Problem to solve:
Select every line below containing the word "pretty".

Supplied data:
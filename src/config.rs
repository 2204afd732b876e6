//! Configuration System
//!
//! Handles loading configuration from files and environment variables.
//! Supports TOML config files and environment variable overrides.

use crate::query::{QueryDefaults, TimePrefs, MGDL_UNITS, MMOLL_UNITS};
use serde::Deserialize;
use std::path::{Path, PathBuf};

/// Main configuration structure
#[derive(Debug, Clone, Default, Deserialize)]
pub struct Config {
    #[serde(default)]
    pub query: QueryConfig,

    #[serde(default)]
    pub logging: LoggingConfig,
}

/// Defaults for queries that omit their preferences
#[derive(Debug, Clone, Deserialize)]
pub struct QueryConfig {
    #[serde(default = "default_bg_units")]
    pub bg_units: String,

    #[serde(default)]
    pub timezone_aware: bool,

    #[serde(default)]
    pub timezone_name: Option<String>,
}

fn default_bg_units() -> String {
    MGDL_UNITS.to_string()
}

impl Default for QueryConfig {
    fn default() -> Self {
        Self {
            bg_units: default_bg_units(),
            timezone_aware: false,
            timezone_name: None,
        }
    }
}

impl QueryConfig {
    /// Query executor defaults for this section
    pub fn to_defaults(&self) -> QueryDefaults {
        QueryDefaults {
            bg_units: self.bg_units.clone(),
            time_prefs: TimePrefs {
                timezone_aware: self.timezone_aware,
                timezone_name: self.timezone_name.clone(),
            },
        }
    }
}

/// Logging configuration
#[derive(Debug, Clone, Deserialize)]
pub struct LoggingConfig {
    #[serde(default = "default_log_level")]
    pub level: String,

    #[serde(default = "default_log_format")]
    pub format: String,
}

fn default_log_level() -> String {
    "info".to_string()
}

fn default_log_format() -> String {
    "pretty".to_string()
}

impl Default for LoggingConfig {
    fn default() -> Self {
        Self {
            level: default_log_level(),
            format: default_log_format(),
        }
    }
}

impl LoggingConfig {
    /// Whether JSON log output is selected
    pub fn is_json(&self) -> bool {
        self.format.eq_ignore_ascii_case("json")
    }
}

impl Config {
    /// Load configuration from a file
    pub fn load(path: &Path) -> Result<Self, ConfigError> {
        let content = std::fs::read_to_string(path).map_err(|e| ConfigError::Io {
            path: path.to_path_buf(),
            error: e.to_string(),
        })?;

        let config: Config = toml::from_str(&content).map_err(|e| ConfigError::Parse {
            path: path.to_path_buf(),
            error: e.to_string(),
        })?;

        config.validate()?;
        Ok(config)
    }

    /// Load configuration from environment variables only
    pub fn from_env() -> Self {
        let mut config = Config::default();
        config.apply_env_overrides();
        config
    }

    /// Load configuration with environment variable overrides
    pub fn load_with_env(path: &Path) -> Result<Self, ConfigError> {
        Self::load_with_overrides(path, |key| std::env::var(key).ok())
    }

    // Overrides are checked with the same rules as the file
    fn load_with_overrides<F>(path: &Path, lookup: F) -> Result<Self, ConfigError>
    where
        F: Fn(&str) -> Option<String>,
    {
        let mut config = Self::load(path)?;
        config.apply_overrides(lookup);
        config.validate()?;
        Ok(config)
    }

    /// Load from default locations or environment
    pub fn load_default() -> Self {
        let config_paths = [
            dirs::config_dir().map(|p| p.join("glucolens").join("config.toml")),
            Some(PathBuf::from("/etc/glucolens/config.toml")),
            Some(PathBuf::from("./config.toml")),
        ];

        for path_opt in config_paths.iter().flatten() {
            if path_opt.exists() {
                match Self::load_with_env(path_opt) {
                    Ok(config) => {
                        tracing::info!("Loaded config from {:?}", path_opt);
                        return config;
                    }
                    Err(e) => {
                        tracing::warn!("Failed to load config from {:?}: {}", path_opt, e);
                    }
                }
            }
        }

        tracing::info!("Using default config with environment overrides");
        Self::from_env()
    }

    /// Check values that deserialize fine but make no sense
    pub fn validate(&self) -> Result<(), ConfigError> {
        if self.query.bg_units != MGDL_UNITS && self.query.bg_units != MMOLL_UNITS {
            return Err(ConfigError::Invalid(format!(
                "query.bg_units must be \"{}\" or \"{}\", got \"{}\"",
                MGDL_UNITS, MMOLL_UNITS, self.query.bg_units
            )));
        }
        if !matches!(self.logging.format.to_ascii_lowercase().as_str(), "pretty" | "json") {
            return Err(ConfigError::Invalid(format!(
                "logging.format must be \"pretty\" or \"json\", got \"{}\"",
                self.logging.format
            )));
        }
        Ok(())
    }

    /// Apply environment variable overrides to an existing config
    fn apply_env_overrides(&mut self) {
        self.apply_overrides(|key| std::env::var(key).ok());
    }

    fn apply_overrides<F>(&mut self, lookup: F)
    where
        F: Fn(&str) -> Option<String>,
    {
        // Query overrides
        if let Some(units) = lookup("GLUCOLENS_BG_UNITS") {
            self.query.bg_units = units;
        }
        if let Some(timezone) = lookup("GLUCOLENS_TIMEZONE") {
            self.query.timezone_aware = !timezone.is_empty();
            self.query.timezone_name = Some(timezone).filter(|tz| !tz.is_empty());
        }

        // Logging overrides
        if let Some(level) = lookup("GLUCOLENS_LOG_LEVEL") {
            self.logging.level = level;
        }
        if let Some(format) = lookup("GLUCOLENS_LOG_FORMAT") {
            self.logging.format = format;
        }
    }
}

/// Configuration errors
#[derive(Debug, thiserror::Error)]
pub enum ConfigError {
    #[error("Failed to read config file {path:?}: {error}")]
    Io { path: PathBuf, error: String },

    #[error("Failed to parse config file {path:?}: {error}")]
    Parse { path: PathBuf, error: String },

    #[error("Invalid config: {0}")]
    Invalid(String),
}

/// Generate a default config file content
pub fn generate_default_config() -> String {
    r#"# glucolens Configuration
#
# Environment variables override these settings:
# - GLUCOLENS_BG_UNITS
# - GLUCOLENS_TIMEZONE
# - GLUCOLENS_LOG_LEVEL
# - GLUCOLENS_LOG_FORMAT

[query]
# Blood glucose units when a query has no bgPrefs: "mg/dL" or "mmol/L"
bg_units = "mg/dL"

# Normalize in a display timezone when a query has no timePrefs
timezone_aware = false

# IANA timezone name (UTC when timezone_aware is set without one)
# timezone_name = "America/New_York"

[logging]
# Log level: trace, debug, info, warn, error
level = "info"

# Log format: pretty (for development) or json (for production)
format = "pretty"
"#
    .to_string()
}

#[cfg(test)]
mod tests {
    use super::*;
    use std::collections::HashMap;
    use std::io::Write;

    #[test]
    fn test_defaults() {
        let config = Config::default();

        assert_eq!(config.query.bg_units, MGDL_UNITS);
        assert!(!config.query.timezone_aware);
        assert_eq!(config.logging.level, "info");
        assert!(!config.logging.is_json());
    }

    #[test]
    fn test_default_template_parses() {
        let config: Config = toml::from_str(&generate_default_config()).unwrap();

        config.validate().unwrap();
        assert_eq!(config.query.bg_units, MGDL_UNITS);
        assert_eq!(config.query.timezone_name, None);
        assert_eq!(config.logging.format, "pretty");
    }

    #[test]
    fn test_load_from_file() {
        let mut file = tempfile::NamedTempFile::new().unwrap();
        writeln!(
            file,
            r#"
[query]
bg_units = "mmol/L"
timezone_aware = true
timezone_name = "Europe/Berlin"

[logging]
format = "json"
"#
        )
        .unwrap();

        let config = Config::load(file.path()).unwrap();

        assert_eq!(config.query.bg_units, MMOLL_UNITS);
        assert!(config.logging.is_json());
        assert_eq!(config.logging.level, "info");

        let defaults = config.query.to_defaults();
        assert_eq!(defaults.time_prefs.display_zone(), Some("Europe/Berlin"));
    }

    #[test]
    fn test_load_errors() {
        let dir = tempfile::tempdir().unwrap();

        let missing = Config::load(&dir.path().join("nope.toml")).unwrap_err();
        assert!(matches!(missing, ConfigError::Io { .. }));

        let path = dir.path().join("bad.toml");
        std::fs::write(&path, "[query\nbg_units = ").unwrap();
        assert!(matches!(Config::load(&path).unwrap_err(), ConfigError::Parse { .. }));

        std::fs::write(&path, "[query]\nbg_units = \"mg/L\"\n").unwrap();
        assert!(matches!(Config::load(&path).unwrap_err(), ConfigError::Invalid(_)));
    }

    #[test]
    fn test_overrides() {
        let env: HashMap<&str, &str> = [
            ("GLUCOLENS_BG_UNITS", "mmol/L"),
            ("GLUCOLENS_TIMEZONE", "Pacific/Auckland"),
            ("GLUCOLENS_LOG_LEVEL", "debug"),
            ("GLUCOLENS_LOG_FORMAT", "json"),
        ]
        .into_iter()
        .collect();

        let mut config = Config::default();
        config.apply_overrides(|key| env.get(key).map(|v| v.to_string()));

        assert_eq!(config.query.bg_units, MMOLL_UNITS);
        assert!(config.query.timezone_aware);
        assert_eq!(config.query.timezone_name.as_deref(), Some("Pacific/Auckland"));
        assert_eq!(config.logging.level, "debug");
        assert!(config.logging.is_json());
    }

    #[test]
    fn test_empty_timezone_override_disables_zone() {
        let mut config = Config::default();
        config.query.timezone_aware = true;
        config.query.timezone_name = Some("UTC".to_string());

        config.apply_overrides(|key| (key == "GLUCOLENS_TIMEZONE").then(String::new));

        assert!(!config.query.timezone_aware);
        assert_eq!(config.query.timezone_name, None);
    }

    #[test]
    fn test_invalid_override_is_rejected() {
        let dir = tempfile::tempdir().unwrap();
        let path = dir.path().join("config.toml");
        std::fs::write(&path, generate_default_config()).unwrap();

        let err = Config::load_with_overrides(&path, |key| {
            (key == "GLUCOLENS_BG_UNITS").then(|| "mg/L".to_string())
        })
        .unwrap_err();
        assert!(matches!(err, ConfigError::Invalid(_)));

        let config = Config::load_with_overrides(&path, |key| {
            (key == "GLUCOLENS_BG_UNITS").then(|| MMOLL_UNITS.to_string())
        })
        .unwrap();
        assert_eq!(config.query.bg_units, MMOLL_UNITS);
    }
}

Output below:
    "pretty".to_string()
        if !matches!(self.logging.format.to_ascii_lowercase().as_str(), "pretty" | "json") {
                "logging.format must be \"pretty\" or \"json\", got \"{}\"",
# Log format: pretty (for development) or json (for production)
format = "pretty"
        assert_eq!(config.logging.format, "pretty");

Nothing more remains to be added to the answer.